Para nadie es una sorpresa que el fútbol es uno de los deportes que más emociones despierta entre sus aficionados, o mejor dicho, entre sus hinchas. Hemos visto lágrimas, gritos de euforia, enojo y decepción. El problema comienza cuando esos sentimientos sobrepasan los límites de la cancha.
Los límites de la cancha: Alexander Sørloth fue amenazado tras el partido de Noruega
(Fotografía: Dan Mullan/Getty Images)
El contexto
El sábado se disputaron los cuartos de final de la Copa Mundial 2026. Inglaterra y Noruega se enfrentaron en el Hard Rock Stadium de Miami, Florida. El primer tiempo terminó 1-1: Jude Bellingham marcó para Inglaterra, mientras que el empate noruego llegó gracias a Andreas Schjelderup.
Todos esperaban ver a la sensación del Mundial, Erling Haaland, marcar uno de sus característicos goles, pero ese momento nunca llegó. Aunque estuvo muy cerca.
La pregunta seguirá siendo la misma:
¿qué habría pasado si Erling Haaland hubiera recibido el balón?
(Fotografías: Dan Mullan/Getty Images)
Cuando el segundo tiempo estaba por terminar, Noruega armó un contragolpe en el que Alexander Sørloth y Erling Haaland quedaron frente al defensa John Stones en un dos contra uno. Sørloth condujo el balón y decidió rematar en lugar de asistir a Haaland, quien esperaba completamente solo. El disparo fue bloqueado y, apenas unos minutos después, Jude Bellingham apareció para empatar el juego.
Para muchos, Haaland tenía la mejor oportunidad de marcar. Era evidente para quienes seguían el partido que el delantero del Manchester City tenía el camino libre, in embargo, el pase nunca llegó y, con él, también se fue la posibilidad de que Noruega tomara una ventaja que habría cambiado el rumbo del partido.
La discusión comenzó de inmediato: ¿no pudo o no quiso darle el balón? Mientras miles de aficionados aseguraban que el ego de Sørloth se había impuesto, el delantero salió a defender su decisión. Explicó que sí intentó encontrar a Haaland, pero consideró que John Stones interceptaría el pase.
Desde fuera es fácil afirmar que Sørloth quiso quedarse con el protagonismo y buscar el gol por su cuenta. Lo cierto es que él fue quien tuvo que tomar la decisión en cuestión de segundos y, aunque pueda debatirse si fue la correcta o no, ninguna crítica cambiará el resultado del partido.

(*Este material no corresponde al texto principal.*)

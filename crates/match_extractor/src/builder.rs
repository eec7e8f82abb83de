use anyhow::Result;
use chrono::NaiveDate;
use regex::Regex;
use scraper::ElementRef;
use std::sync::LazyLock;

use crate::dialect::{element_text, Intent, MarkupDialect};
use crate::locator::Candidate;
use crate::parsers::{parse_match_time, parse_score, parse_stage, status_override};
use crate::record::{MatchRecord, MatchStatus};

// "g_1_GdPKm9Nq" -> "GdPKm9Nq" (the digit is the sport id)
static ROW_ID_PREFIX: LazyLock<Regex> =
    LazyLock::new(|| Regex::new(r"^g_\d+_").expect("row id prefix regex"));

const LIVE_CLASSES: &[&str] = &["event__match--live", "event__match--twoLine"];
const SCHEDULED_CLASSES: &[&str] = &["event__match--scheduled"];
// "--last" may be legacy markup for the same state; both map to finished
const FINISHED_CLASSES: &[&str] = &["event__match--finished", "event__match--last"];

#[derive(Debug, Clone, Default)]
struct Participant {
    name: Option<String>,
    logo_url: Option<String>,
    red_cards: u32,
}

/// Turns one located row into a `MatchRecord`.
pub struct RecordBuilder<'d> {
    dialect: &'d MarkupDialect,
    site_origin: String,
    today: NaiveDate,
}

impl<'d> RecordBuilder<'d> {
    pub fn new(dialect: &'d MarkupDialect, site_origin: impl Into<String>, today: NaiveDate) -> Self {
        Self {
            dialect,
            site_origin: site_origin.into(),
            today,
        }
    }

    /// `Ok(None)` when the row carries no usable id (header/placeholder rows).
    pub fn build(&self, candidate: &Candidate<'_>) -> Result<Option<MatchRecord>> {
        let row = candidate.row;
        let Some(match_id) = row_match_id(row) else {
            return Ok(None);
        };

        let match_url = self
            .dialect
            .locate(row, Intent::RowLink)
            .and_then(|a| a.value().attr("href"))
            .and_then(|href| absolute_url(&self.site_origin, href));

        let parsed_time = self
            .dialect
            .text_of(row, Intent::Time)
            .and_then(|raw| parse_match_time(&raw, self.today));

        let home = self.participant(row, Intent::HomeParticipant);
        let away = self.participant(row, Intent::AwayParticipant);

        let home_score = self.dialect.text_of(row, Intent::HomeScore).and_then(|t| parse_score(&t));
        let away_score = self.dialect.text_of(row, Intent::AwayScore).and_then(|t| parse_score(&t));

        let match_stage = self.stage_text(row);
        let (stage_detail, override_status) = match &match_stage {
            Some(stage) => (parse_stage(stage), status_override(stage)),
            None => Default::default(),
        };

        let status = override_status.unwrap_or_else(|| classify_row(row));

        Ok(Some(MatchRecord {
            match_id,
            match_url,
            league: candidate.league.clone(),
            match_time: parsed_time.as_ref().map(|t| t.display.clone()),
            scheduled_datetime: parsed_time.and_then(|t| t.scheduled),
            home_team_name: home.name,
            home_team_logo_url: home.logo_url,
            away_team_name: away.name,
            away_team_logo_url: away.logo_url,
            home_score,
            away_score,
            home_red_cards: home.red_cards,
            away_red_cards: away.red_cards,
            status: status.flags(),
            match_stage,
            has_tv_icon: self.dialect.exists(row, Intent::TvIcon),
            has_audio_icon: self.dialect.exists(row, Intent::AudioIcon),
            has_info_icon: self.dialect.exists(row, Intent::InfoIcon),
            half_time: stage_detail.half_time,
            current_minute: stage_detail.current_minute,
        }))
    }

    fn participant(&self, row: ElementRef<'_>, side: Intent) -> Participant {
        let Some(container) = self.dialect.locate(row, side) else {
            return Participant::default();
        };

        let logo_url = self
            .dialect
            .locate(container, Intent::ParticipantLogo)
            .and_then(|img| img.value().attr("src"))
            .map(str::trim)
            .filter(|src| !src.is_empty())
            .map(str::to_string);

        Participant {
            name: self.dialect.text_of(container, Intent::ParticipantName),
            logo_url,
            red_cards: self.dialect.locate_all(container, Intent::RedCard).len() as u32,
        }
    }

    /// Inner stage block if present, otherwise the whole stage cell.
    fn stage_text(&self, row: ElementRef<'_>) -> Option<String> {
        let stage = self.dialect.locate(row, Intent::Stage)?;
        match self.dialect.text_of(stage, Intent::StageBlock) {
            Some(block) => Some(block),
            None => Some(element_text(stage)).filter(|t| !t.is_empty()),
        }
    }
}

/// Row id with the `g_<sport>_` prefix removed. Blank → `None`.
pub fn row_match_id(row: ElementRef<'_>) -> Option<String> {
    let raw = row.value().attr("id")?.trim();
    let id = ROW_ID_PREFIX.replace(raw, "");
    (!id.is_empty()).then(|| id.into_owned())
}

/// Status from structural classes: live → scheduled → finished → unknown.
pub fn classify_row(row: ElementRef<'_>) -> MatchStatus {
    let has_any = |set: &[&str]| row.value().classes().any(|c| set.contains(&c));

    if has_any(LIVE_CLASSES) {
        MatchStatus::Live
    } else if has_any(SCHEDULED_CLASSES) {
        MatchStatus::Scheduled
    } else if has_any(FINISHED_CLASSES) {
        MatchStatus::Finished
    } else {
        MatchStatus::Unknown
    }
}

/// Resolve a detail-page href against the site origin.
pub fn absolute_url(origin: &str, href: &str) -> Option<String> {
    let href = href.trim();
    if href.is_empty() || href.starts_with('#') || href.starts_with("javascript:") {
        return None;
    }
    if href.starts_with("http://") || href.starts_with("https://") {
        return Some(href.to_string());
    }
    if let Some(rest) = href.strip_prefix("//") {
        return Some(format!("https://{rest}"));
    }

    let origin = origin.trim_end_matches('/');
    if href.starts_with('/') {
        Some(format!("{origin}{href}"))
    } else {
        Some(format!("{origin}/{href}"))
    }
}

#[cfg(test)]
mod tests {
    use super::*;
    use crate::locator::LeagueSource;
    use crate::record::LeagueContext;
    use scraper::Html;

    const ORIGIN: &str = "https://www.flashscore.pt";

    fn today() -> NaiveDate {
        NaiveDate::from_ymd_opt(2026, 10, 19).unwrap()
    }

    fn build_one(html: &str) -> Result<Option<MatchRecord>> {
        let doc = Html::parse_fragment(html);
        let dialect = MarkupDialect::flashscore("soccer").unwrap();
        let row = dialect.locate(doc.root_element(), Intent::MatchRow).unwrap();
        let candidate = Candidate {
            row,
            league: LeagueContext::default(),
            league_source: LeagueSource::Unresolved,
        };
        RecordBuilder::new(&dialect, ORIGIN, today()).build(&candidate)
    }

    #[test]
    fn finished_row_scenario() {
        let rec = build_one(
            r#"<div id="g_1_abc123" class="event__match event__match--finished" data-event-row="true">
                 <a class="eventRowLink" href="/jogo/futebol/abc123/"></a>
                 <div class="event__stage"><div class="event__stage--block">Terminado</div></div>
                 <div class="event__homeParticipant"><span class="wcl-name_3y6f5">Team A</span>
                   <img data-testid="wcl-participantLogo" src="https://static.flashscore.com/a.png"></div>
                 <div class="event__awayParticipant"><span class="wcl-name_3y6f5">Team B</span></div>
                 <span class="event__score--home">2</span><span class="event__score--away">1</span>
               </div>"#,
        )
        .unwrap()
        .unwrap();

        assert_eq!(rec.match_id, "abc123");
        assert_eq!(rec.match_status(), MatchStatus::Finished);
        assert!(rec.status.is_finished());
        assert_eq!(rec.status.true_count(), 1);
        assert_eq!(rec.home_score, Some(2));
        assert_eq!(rec.away_score, Some(1));
        assert_eq!(rec.home_team_name.as_deref(), Some("Team A"));
        assert_eq!(rec.away_team_name.as_deref(), Some("Team B"));
        assert_eq!(rec.home_team_logo_url.as_deref(), Some("https://static.flashscore.com/a.png"));
        assert_eq!(rec.away_team_logo_url, None);
        assert_eq!(rec.match_url.as_deref(), Some("https://www.flashscore.pt/jogo/futebol/abc123/"));
        assert_eq!(rec.match_stage.as_deref(), Some("Terminado"));
    }

    #[test]
    fn scheduled_row_scenario() {
        let rec = build_one(
            r#"<div id="g_1_sch1" class="event__match event__match--scheduled" data-event-row="true">
                 <div class="event__time">15:30</div>
                 <div class="event__homeParticipant"><span class="wcl-name_x">Porto</span></div>
                 <div class="event__awayParticipant"><span class="wcl-name_x">Braga</span></div>
               </div>"#,
        )
        .unwrap()
        .unwrap();

        assert_eq!(rec.match_status(), MatchStatus::Scheduled);
        assert_eq!(rec.match_time.as_deref(), Some("15:30"));
        assert_eq!(rec.scheduled_datetime, today().and_hms_opt(15, 30, 0));
        assert_eq!(rec.home_score, None);
        assert_eq!(rec.away_score, None);
    }

    #[test]
    fn cancellation_text_overrides_class_status() {
        let rec = build_one(
            r#"<div id="g_1_c1" class="event__match event__match--live" data-event-row="true">
                 <div class="event__stage">Cancelado</div>
               </div>"#,
        )
        .unwrap()
        .unwrap();
        assert_eq!(rec.match_status(), MatchStatus::Canceled);
        assert!(rec.status.is_canceled());
        assert!(!rec.status.is_live());
    }

    #[test]
    fn live_row_carries_minute_and_red_cards() {
        let rec = build_one(
            r#"<div id="g_1_l1" class="event__match event__match--live" data-event-row="true">
                 <div class="event__stage"><div class="event__stage--block">67'</div></div>
                 <div class="event__homeParticipant"><span class="wcl-name_a">X</span>
                   <svg class="card-ico icon--redCard"></svg><svg class="card-ico icon--redCard"></svg></div>
                 <div class="event__awayParticipant"><span class="wcl-name_a">Y</span></div>
                 <span class="event__score--home">1</span><span class="event__score--away">-</span>
                 <a class="event__icon--tv"></a><svg class="event__icon--info"></svg>
               </div>"#,
        )
        .unwrap()
        .unwrap();
        assert_eq!(rec.match_status(), MatchStatus::Live);
        assert_eq!(rec.current_minute, Some(67));
        assert_eq!(rec.half_time, None);
        assert_eq!(rec.home_red_cards, 2);
        assert_eq!(rec.away_red_cards, 0);
        assert_eq!(rec.away_score, None);
        assert!(rec.has_tv_icon);
        assert!(!rec.has_audio_icon);
        assert!(rec.has_info_icon);
    }

    #[test]
    fn last_class_counts_as_finished() {
        let rec = build_one(
            r#"<div id="g_1_z" class="event__match event__match--last" data-event-row="true"></div>"#,
        )
        .unwrap()
        .unwrap();
        assert_eq!(rec.match_status(), MatchStatus::Finished);
    }

    #[test]
    fn row_without_id_is_skipped_not_failed() {
        let out = build_one(r#"<div class="event__match" data-event-row="true"></div>"#).unwrap();
        assert!(out.is_none());
        let out = build_one(r#"<div id="g_1_" class="event__match" data-event-row="true"></div>"#).unwrap();
        assert!(out.is_none());
    }

    #[test]
    fn oversized_minute_keeps_the_row() {
        let rec = build_one(
            r#"<div id="g_1_keep" class="event__match event__match--live" data-event-row="true">
                 <div class="event__stage">99999999999'</div>
                 <div class="event__homeParticipant"><span class="wcl-name_a">Home</span></div>
                 <div class="event__awayParticipant"><span class="wcl-name_a">Away</span></div>
                 <span class="event__score--home">1</span><span class="event__score--away">0</span>
               </div>"#,
        )
        .unwrap()
        .expect("row kept");
        assert_eq!(rec.match_id, "keep");
        assert_eq!(rec.current_minute, None);
        assert_eq!(rec.match_status(), MatchStatus::Live);
        assert_eq!(rec.home_score, Some(1));
        assert_eq!(rec.away_score, Some(0));
        assert_eq!(rec.home_team_name.as_deref(), Some("Home"));
        assert_eq!(rec.match_stage.as_deref(), Some("99999999999'"));
    }

    #[test]
    fn urls_are_made_absolute() {
        assert_eq!(absolute_url(ORIGIN, "/jogo/x/").as_deref(), Some("https://www.flashscore.pt/jogo/x/"));
        assert_eq!(absolute_url("https://www.flashscore.pt/", "jogo/x/").as_deref(), Some("https://www.flashscore.pt/jogo/x/"));
        assert_eq!(absolute_url(ORIGIN, "//cdn.example/x").as_deref(), Some("https://cdn.example/x"));
        assert_eq!(absolute_url(ORIGIN, "https://other/x").as_deref(), Some("https://other/x"));
        assert_eq!(absolute_url(ORIGIN, "  "), None);
        assert_eq!(absolute_url(ORIGIN, "#"), None);
    }
}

Noruega quedó eliminada, pero la polémica apenas comenzaba. Sørloth se convirtió en el blanco de miles de críticas dentro y fuera de internet. La situación escaló al punto de que su pareja denunció públicamente que el delantero recibió amenazas y mensajes en los que incluso lo incitaban a quitarse la vida.
El seleccionador de Noruega, Ståle Solbakken, condenó los ataques y los describió como un triste reflejo de la cultura del fútbol moderno.
Los límites de la cancha
(Fotografía: Lars Baron/Getty Images)
La pasión es parte de la esencia del deporte. El fútbol vive de la emoción, de las rivalidades y de las discusiones que nacen alrededor de una jugada polémica. Criticar una decisión dentro de la cancha es válido; cuestionar si un jugador tomó la mejor opción también forma parte del juego, lo preocupante comienza cuando esa pasión se transforma en hostigamiento y deshumanización. Detrás de cada futbolista hay una persona que, como cualquier otra, puede equivocarse, cargar con la presión del momento y enfrentar las consecuencias de una decisión tomada en cuestión de segundos.
Condenar estos actos no significa proteger a los futbolistas de la crítica, sino defender un principio básico: ninguna derrota, ningún error y ningún partido justifican el odio. El fútbol siempre ofrecerá nuevas oportunidades para ganar o perder; una vida, en cambio, no admite revancha. Si queremos preservar la esencia del deporte, los límites de la cancha también deben existir fuera de ella.